DATA SUPPLIED

//! Chat endpoints: message submission and one-time acceptance.

use {reqwest::Method, tracing::debug};

use roost_common::{Chat, ChatMessage, OutgoingMessage};

use crate::{ApiClient, Result};

impl ApiClient {
    /// Submit a chat message: `POST /api/v1/pleroma/chats/{id}/messages`.
    ///
    /// The body carries `content` and `media_ids` in attachment insertion
    /// order; the chat id travels in the path.
    pub async fn send_chat_message(&self, message: &OutgoingMessage) -> Result<ChatMessage> {
        let url = self.endpoint(&format!(
            "/api/v1/pleroma/chats/{}/messages",
            message.chat_id
        ))?;
        debug!(
            chat_id = %message.chat_id,
            media = message.media_ids.len(),
            "sending chat message"
        );
        let response = self.request(Method::POST, url).json(message).send().await?;
        let response = self.check(response).await?;
        Ok(response.json().await?)
    }

    /// Accept a pending chat: `POST /api/v1/pleroma/chats/{id}/accept`.
    pub async fn accept_chat(&self, chat_id: &str) -> Result<Chat> {
        let url = self.endpoint(&format!("/api/v1/pleroma/chats/{chat_id}/accept"))?;
        debug!(chat_id, "accepting chat");
        let response = self.request(Method::POST, url).send().await?;
        let response = self.check(response).await?;
        Ok(response.json().await?)
    }
}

WORK TO BE COMPLETED
Please copy out the data above exactly.

ANSWER SPACE
//! Chat endpoints: message submission and one-time acceptance.

use {reqwest::Method, tracing::debug};

use roost_common::{Chat, ChatMessage, OutgoingMessage};

use crate::{ApiClient, Result};

impl ApiClient {
    /// Submit a chat message: `POST /api/v1/pleroma/chats/{id}/messages`.
    ///
    /// The body carries `content` and `media_ids` in attachment insertion
    /// order; the chat id travels in the path.
    pub async fn send_chat_message(&self, message: &OutgoingMessage) -> Result<ChatMessage> {
        let url = self.endpoint(&format!(
            "/api/v1/pleroma/chats/{}/messages",
            message.chat_id
        ))?;
        debug!(
            chat_id = %message.chat_id,
            media = message.media_ids.len(),
            "sending chat message"
        );
        let response = self.request(Method::POST, url).json(message).send().await?;
        let response = self.check(response).await?;
        Ok(response.json().await?)
    }

    /// Accept a pending chat: `POST /api/v1/pleroma/chats/{id}/accept`.
    pub async fn accept_chat(&self, chat_id: &str) -> Result<Chat> {
        let url = self.endpoint(&format!("/api/v1/pleroma/chats/{chat_id}/accept"))?;
        debug!(chat_id, "accepting chat");
        let response = self.request(Method::POST, url).send().await?;
        let response = self.check(response).await?;
        Ok(response.json().await?)
    }
}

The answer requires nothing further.